Please provide any code used to develop your model, a short discussion of your results, and any assumptions or simplifications made when working with the data. You may develop a solution in any open source language (e.g. R, Python, Julia). Please check with us before using proprietary software (e.g.
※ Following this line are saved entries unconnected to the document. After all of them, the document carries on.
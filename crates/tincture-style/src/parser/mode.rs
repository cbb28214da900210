//! The structured shape a parsed CSS block is folded into.

use indexmap::IndexMap;
use serde::{Deserialize, Serialize};

use super::classify::{Token, leading_number};
use crate::color::HslColor;
use crate::naming::capitalize;
use crate::roles::SIDEBAR_PREFIX;
use crate::theme::{Shadow, Spacing, ThemeMode, Typography};

/// One mode as read from CSS, before it is flattened into a [`ThemeMode`].
#[derive(Debug, Clone, PartialEq, Default, Serialize, Deserialize)]
pub struct ParsedMode {
    /// Base color roles.
    #[serde(default)]
    pub colors: IndexMap<String, HslColor>,
    /// Colors scoped to a UI region.
    #[serde(default)]
    pub contextual: Contextual,
    /// Chart series colors.
    #[serde(default)]
    pub charts: IndexMap<String, HslColor>,
    /// Font settings as raw text.
    #[serde(default)]
    pub typography: IndexMap<String, String>,
    /// Radius scale.
    #[serde(default)]
    pub radius: BaseValue,
    /// Shadow scale.
    #[serde(default)]
    pub shadows: Shadows,
    /// Spacing scale.
    #[serde(default)]
    pub spacing: BaseValue,
}

/// Region-scoped colors.
#[derive(Debug, Clone, PartialEq, Default, Serialize, Deserialize)]
pub struct Contextual {
    /// Sidebar colors, keyed by capitalized sub-role.
    #[serde(default)]
    pub sidebar: IndexMap<String, HslColor>,
}

/// A scale with only a base step.
#[derive(Debug, Clone, Copy, PartialEq, Default, Serialize, Deserialize)]
pub struct BaseValue {
    /// Base step, if declared.
    #[serde(default, skip_serializing_if = "Option::is_none")]
    pub base: Option<f64>,
}

/// Shadow scale.
#[derive(Debug, Clone, Copy, PartialEq, Default, Serialize, Deserialize)]
pub struct Shadows {
    /// Base shadow, present once any shadow property is declared.
    #[serde(default, skip_serializing_if = "Option::is_none")]
    pub base: Option<ShadowBase>,
}

/// Base shadow components, each optional.
#[derive(Debug, Clone, Copy, PartialEq, Default, Serialize, Deserialize)]
pub struct ShadowBase {
    #[serde(default, skip_serializing_if = "Option::is_none")]
    pub x: Option<f64>,
    #[serde(default, skip_serializing_if = "Option::is_none")]
    pub y: Option<f64>,
    #[serde(default, skip_serializing_if = "Option::is_none")]
    pub blur: Option<f64>,
    #[serde(default, skip_serializing_if = "Option::is_none")]
    pub spread: Option<f64>,
    #[serde(default, skip_serializing_if = "Option::is_none")]
    pub opacity: Option<f64>,
    #[serde(default, skip_serializing_if = "Option::is_none")]
    pub color: Option<HslColor>,
}

impl ParsedMode {
    /// Apply one classified token.
    pub fn apply(&mut self, token: Token) {
        match token {
            Token::Color { key, color } => {
                self.colors.insert(key, color);
            }
            Token::Sidebar { key, color } => {
                self.contextual.sidebar.insert(key, color);
            }
            Token::Chart { key, color } => {
                self.charts.insert(key, color);
            }
            Token::Font { key, value } => {
                self.typography.insert(key, value);
            }
            Token::Radius(value) => self.radius.base = Some(value),
            Token::Shadow { component, value } => {
                let base = self.shadows.base.get_or_insert_default();
                match component {
                    "x" => base.x = Some(value),
                    "y" => base.y = Some(value),
                    "blur" => base.blur = Some(value),
                    "spread" => base.spread = Some(value),
                    "opacity" => base.opacity = Some(value),
                    _ => {}
                }
            }
            Token::ShadowColor(color) => {
                self.shadows.base.get_or_insert_default().color = Some(color);
            }
            Token::Spacing(value) => self.spacing.base = Some(value),
        }
    }

    /// Returns true if nothing was declared.
    pub fn is_empty(&self) -> bool {
        *self == Self::default()
    }

    /// Every color of this mode under its flat role key: base roles, then
    /// `sidebar<Sub>` roles, then chart series.
    pub fn color_roles(&self) -> IndexMap<String, HslColor> {
        let mut roles = self.colors.clone();
        for (sub, color) in &self.contextual.sidebar {
            roles.insert(format!("{SIDEBAR_PREFIX}{}", capitalize(sub)), *color);
        }
        roles.extend(self.charts.iter().map(|(k, v)| (k.clone(), *v)));
        roles
    }

    /// Flatten into a [`ThemeMode`], filling absent numbers with defaults.
    pub fn into_theme_mode(self) -> ThemeMode {
        let colors = self.color_roles();

        let font = |key: &str| self.typography.get(key).cloned();
        let typography = Typography {
            sans: font("sans"),
            serif: font("serif"),
            mono: font("mono"),
            letter_spacing: self
                .typography
                .get("letterSpacing")
                .and_then(|v| leading_number(v)),
        };

        let spacing = Spacing {
            radius: self.radius.base.unwrap_or(Spacing::DEFAULT_RADIUS),
            spacing: self.spacing.base.unwrap_or(Spacing::DEFAULT_SPACING),
        };

        let defaults = Shadow::default();
        let shadow = match self.shadows.base {
            Some(base) => Shadow {
                color: base.color.unwrap_or(defaults.color),
                x: base.x.unwrap_or(defaults.x),
                y: base.y.unwrap_or(defaults.y),
                blur: base.blur.unwrap_or(defaults.blur),
                spread: base.spread.unwrap_or(defaults.spread),
                opacity: base.opacity.unwrap_or(defaults.opacity),
            },
            None => defaults,
        };

        ThemeMode {
            colors,
            typography,
            spacing,
            shadow,
        }
    }
}

impl FromIterator<Token> for ParsedMode {
    fn from_iter<I: IntoIterator<Item = Token>>(tokens: I) -> Self {
        tokens.into_iter().fold(Self::default(), |mut mode, token| {
            mode.apply(token);
            mode
        })
    }
}

#[cfg(test)]
mod tests {
    use super::*;

    #[test]
    fn shadow_base_created_on_first_component() {
        let mut mode = ParsedMode::default();
        assert!(mode.shadows.base.is_none());
        mode.apply(Token::Shadow { component: "y", value: 2.0 });
        mode.apply(Token::ShadowColor(HslColor::BLACK));
        let base = mode.shadows.base.unwrap();
        assert_eq!(base.y, Some(2.0));
        assert_eq!(base.color, Some(HslColor::BLACK));
        assert_eq!(base.x, None);
    }

    #[test]
    fn flatten_to_theme_mode() {
        let mode: ParsedMode = [
            Token::Color { key: "primary".into(), color: HslColor::new(1.0, 2.0, 3.0) },
            Token::Sidebar { key: "primaryForeground".into(), color: HslColor::WHITE },
            Token::Chart { key: "chart2".into(), color: HslColor::BLACK },
            Token::Font { key: "mono".into(), value: "JetBrains Mono".into() },
            Token::Font { key: "letterSpacing".into(), value: "0.02em".into() },
            Token::Radius(0.75),
        ]
        .into_iter()
        .collect();

        let theme_mode = mode.into_theme_mode();
        let keys: Vec<_> = theme_mode.colors.keys().map(String::as_str).collect();
        assert_eq!(keys, ["primary", "sidebarPrimaryForeground", "chart2"]);
        assert_eq!(theme_mode.typography.mono.as_deref(), Some("JetBrains Mono"));
        assert_eq!(theme_mode.typography.letter_spacing, Some(0.02));
        assert_eq!(theme_mode.spacing.radius, 0.75);
        assert_eq!(theme_mode.spacing.spacing, Spacing::DEFAULT_SPACING);
        assert_eq!(theme_mode.shadow, Shadow::default());
    }

    #[test]
    fn empty_mode() {
        assert!(ParsedMode::default().is_empty());
        assert!(!ParsedMode::from_iter([Token::Spacing(1.0)]).is_empty());
    }
}
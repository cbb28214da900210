//! Errors reported by the command line front end.

use std::path::PathBuf;

/// Result type alias for command execution.
pub type Result<T> = std::result::Result<T, CliError>;

/// Errors that end a command run.
#[derive(Debug, thiserror::Error)]
pub enum CliError {
    /// Converter error.
    #[error(transparent)]
    Style(#[from] tincture_style::Error),

    /// The configuration file could not be read or parsed.
    #[error("Invalid configuration '{path}': {message}")]
    Config { path: PathBuf, message: String },

    /// Writing to standard output failed.
    #[error("Failed to write output: {0}")]
    Output(#[from] std::io::Error),
}

impl CliError {
    /// Create a configuration error.
    pub fn config(path: impl Into<PathBuf>, message: impl ToString) -> Self {
        Self::Config {
            path: path.into(),
            message: message.to_string(),
        }
    }
}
SAS, Stata, MATLAB).
| Name | Label |
|---|---|
| age | Age |
| death | Death at any time up to NDI date (31 Dec 1994) |
| sex | Sex |
| hospdeath | Death in hospital |
| slos | Date from study entry to discharge |
| d.time | Days of follow-up |
| dzgroup | Diagnosis group (categorical) |
| dzclass | Diagnosis class (categorical) |
| num.co | Number of comorbidities |
| edu | Years of education |
| income | Income (categorical) |
| scoma | SUPPORT coma score based on Glasgow D3 |
| charges | Hospital charges |
| totcst | Total RCC cost |
| totmcst | Total micro-cost |
| avtisst | Average TISS, days 3-25 |
| race | Race (categorical) |
| mean | Mean arterial blood pressure (day 3) |
| wblc | White blood cell count (day 3) |
| hrt | Heart rate (day 3) |
| resp | Respiration (day 3) |
| temp | Temperature (celsius) (day 3) |
| pafi | PaO2/(0.1 * FiO2) (day 3) |
| alb | Serum albumin (day 3) |
| bili | Bilirubin (day 3) |
| crea | Serum creatine (day 3) |
| sod | Serum sodium (day 3) |
| ph | Serum pH (arterial) (day 3) |
| glucose | Glucose (day 3) |
| bun | Blood urea nitrogen (day 3) |
| urine | Urine output (day 3) |
| adlp | Number of activities of daily living (ADL) (patient interview) (day 3) |
| adls | ADL (surrogate interview) (day 3) |
| sfdm2 | SUPPORT functional disability measure (ordinal, see table below) |
| adlsc | Imputed ADL calibrated to surrogate |
| Level | Code | Meaning |
|---|---|---|
| 1 | no(M2 and SIP pres) | Patient lived 2 months to be able to get 2 month interview, and from this interview there were no signs of moderate to severe functional disability. |
| 2 | adl>=4 (>= 5 if sur) | Patient was unable to do 4 or more activities of daily living at month 2 after study entry. If the patient was not interviewed but the patient's surrogate was, the cutoff for disability was ADL >= 5. |
| 3 | SIP>=30 | Sickness Impact Profile total score at 2 months >= 30 |
| 4 | Coma or Intub | Patient intubated or in coma at 2 months |
| 5 | <2 mo. follow-up | Patient died before 2 months after study entry |
| Missing | Missing | Survived two months, but no patient or surrogate interview. |
SUPPORT data were obtained from http://biostat.mc.vanderbilt.edu/DataSets.
For additional details about SUPPORT, see "Knaus WA, Harrell FE, Lynn J et al. (1995): The SUPPORT prognostic model: Objective estimates of survival for seriously ill hospitalized adults. Annals of Internal Medicine 122:191-203."